Desperate villagers have begun mobbing aid trucks distributing food through stricken areas.

The Emergency Shelter Cluster, a coalition of 40 local and international aid groups working furiously to provide emergency shelter, said it had so far delivered 98,000 tents and 72,000 plastic sheets to 134,000 families. Many thousands more makeshift shelters were expected to arrive in coming days and weeks.

But Pakistan's National Disaster Management Authority said the number of homes destroyed or damaged had risen from 720,000 to at least 891,000 – rendering 488,000 additional families homeless.

"The greatest current need is in Punjab, where 484,000 families are still waiting for shelter aid, and in Sindh where 176,000 homeless families have not yet received tents or plastic sheets to shield them from the ongoing rain and occasional blazing sun," ESC information manager Wan Sophonpanich said yesterday.

In the country's northwest – among the first and worst-hit areas – provincial Information Minister Mian Iftikhar Hussain warned that a famine was looming unless farmers received immediate help to plant new crops.

"The farmers have lost everything – their crops, their machines, their houses, their seeds," he said.
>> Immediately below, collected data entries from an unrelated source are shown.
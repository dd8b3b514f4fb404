use crate::domain::*;
use anyhow::Context;
use mongodb::bson::{self, Bson, Document};

/// Lays a recipe out as the flat record that gets stored: scalar fields first,
/// then ingredients and cooking steps in index order.
pub fn recipe_to_record(recipe: &Recipe) -> Vec<(String, Bson)> {
    let mut record: Vec<(String, Bson)> = vec![
        ("recipe_name".into(), recipe.recipe_name.clone().into()),
        ("recipe_description".into(), recipe.recipe_description.clone().into()),
        ("recipe_difficulty".into(), recipe.recipe_difficulty.clone().into()),
        ("recipe_estimated_time".into(), recipe.recipe_estimated_time.clone().into()),
        (
            "recipe_ingredient_count".into(),
            Bson::Int64(recipe.recipe_ingredient_count as i64),
        ),
        (
            "recipe_step_count".into(),
            Bson::Int64(recipe.recipe_step_count as i64),
        ),
        ("recipe_is_marked".into(), Bson::Boolean(recipe.recipe_is_marked)),
        ("recipe_status".into(), recipe.recipe_status.clone().into()),
        ("createDateTime".into(), recipe.create_date_time.clone().into()),
        ("updateDateTime".into(), recipe.update_date_time.clone().into()),
    ];

    record.extend(
        recipe
            .ingredients
            .iter()
            .chain(recipe.cooking_steps.iter())
            .map(|(key, value)| (key.to_string(), Bson::String(value.to_string()))),
    );

    record
}

pub fn record_to_document(record: Vec<(String, Bson)>) -> Document {
    record.into_iter().collect()
}

pub fn document_to_ingredient(document: Document) -> anyhow::Result<Ingredient> {
    bson::from_document(document).with_context(|| "error converting document to ingredient")
}
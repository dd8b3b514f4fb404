use actix_web::{web, HttpResponse};
use mockall_double::double;
use serde::Serialize;
use tracing::{info, warn};

use super::RecipeResponse;
use crate::app::RecipeApp;
#[double]
use crate::database::Database;
use crate::domain::Ingredient;

#[derive(Serialize, Debug)]
struct IngredientsResponse {
    success: bool,
    ingredients: Vec<Ingredient>,
    count: usize,
}

pub struct IngredientsController {
    pub db: &'static Database,
}

impl IngredientsController {
    pub fn new(db: &'static Database) -> Self {
        Self { db }
    }

    pub async fn list(&self) -> HttpResponse {
        match self.db.get_all_ingredients().await {
            Ok(ingredients) => {
                info!("listing {} ingredients", ingredients.len());
                HttpResponse::Ok().json(IngredientsResponse {
                    success: true,
                    count: ingredients.len(),
                    ingredients,
                })
            }
            Err(e) => {
                warn!("Error getting ingredients: {e}");
                HttpResponse::InternalServerError()
                    .json(RecipeResponse::failed("Failed to get ingredients"))
            }
        }
    }
}

pub async fn list_ingredients_handler(app: web::Data<&'static RecipeApp>) -> HttpResponse {
    app.ingredients_controller.list().await
}
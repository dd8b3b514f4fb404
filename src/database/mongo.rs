use anyhow::{anyhow, Context};
use async_trait::async_trait;
use futures::TryStreamExt;
use mockall::automock;
use mongodb::{
    bson::{doc, Document},
    Client, Database,
};
use serde::Deserialize;
use tracing::info;

#[derive(Debug, Clone, PartialEq, Deserialize)]
pub struct MongoCredentials {
    pub uri: String,
    #[serde(default = "default_database")]
    pub database: String,
}

fn default_database() -> String {
    String::from("pantry")
}

#[automock]
#[async_trait]
pub trait DocumentStore: Send + Sync {
    /// Reads every document of a collection.
    /// Returns Err if the read fails, Ok(empty vec) if the collection is empty.
    async fn list_documents(&self, collection: &str) -> anyhow::Result<Vec<Document>>;

    /// Appends one document to a collection.
    /// Returns the id assigned to the new document.
    async fn insert_document(&self, collection: &str, document: Document)
        -> anyhow::Result<String>;
}

pub struct MongoDocumentStore {
    database: Database,
}

impl MongoDocumentStore {
    pub async fn connect(credentials: &MongoCredentials) -> anyhow::Result<Self> {
        let client = Client::with_uri_str(&credentials.uri)
            .await
            .with_context(|| "error initializing mongodb client")?;
        let database = client.database(&credentials.database);

        // The driver connects lazily, ping so bad credentials fail at startup
        database
            .run_command(doc! { "ping": 1 }, None)
            .await
            .with_context(|| format!("error connecting to database {}", credentials.database))?;
        info!("connected to database {}", credentials.database);

        Ok(Self { database })
    }
}

#[async_trait]
impl DocumentStore for MongoDocumentStore {
    async fn list_documents(&self, collection: &str) -> anyhow::Result<Vec<Document>> {
        let cursor = self
            .database
            .collection::<Document>(collection)
            .find(None, None)
            .await
            .map_err(|e| anyhow!("error querying {collection}: {e}"))?;

        cursor
            .try_collect()
            .await
            .map_err(|e| anyhow!("error iterating {collection}: {e}"))
    }

    async fn insert_document(
        &self,
        collection: &str,
        document: Document,
    ) -> anyhow::Result<String> {
        let result = self
            .database
            .collection::<Document>(collection)
            .insert_one(document, None)
            .await
            .map_err(|e| anyhow!("error inserting into {collection}: {e}"))?;

        match result.inserted_id.as_object_id() {
            Some(id) => Ok(id.to_hex()),
            None => Ok(result.inserted_id.to_string()),
        }
    }
}
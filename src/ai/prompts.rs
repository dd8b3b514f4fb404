use crate::ai::openai;
use crate::error::RecipeError;

pub mod recipe;

/// A prompt knows how to build a payload for an openai request
/// and how to parse the response.
pub trait Prompt {
    type Response;

    fn build_payload(&self) -> openai::ChatCompletionRequest;
    fn parse_response(&self, raw_response: &str) -> Result<Self::Response, RecipeError>;
}
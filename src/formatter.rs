use crate::domain::Ingredient;

/// Sent to the model in place of a list when the pantry is empty.
pub const NO_INGREDIENTS: &str = "재료 없음";

/// Renders the pantry as a numbered list, one ingredient per line, e.g.
/// `1. 계란 (유제품) - 수량: 2개`.  The quantity text goes through as stored.
pub fn format_ingredients_for_prompt(ingredients: &[Ingredient]) -> String {
    if ingredients.is_empty() {
        return NO_INGREDIENTS.to_string();
    }

    ingredients
        .iter()
        .enumerate()
        .map(|(i, ingredient)| {
            format!(
                "{}. {} ({}) - 수량: {}개\n",
                i + 1,
                ingredient.name,
                ingredient.group,
                ingredient.number
            )
        })
        .collect()
}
Economists have estimated it will take at least two years for the agricultural sector to recover.

The International Committee of the Red Cross was also forced to issue a public safety warning this week after three children and a woman in Dera Ismail Khan and Tank – two northwest towns bordering militant tribal areas – were injured by floating IEDs that appeared to have been dislodged by floodwaters.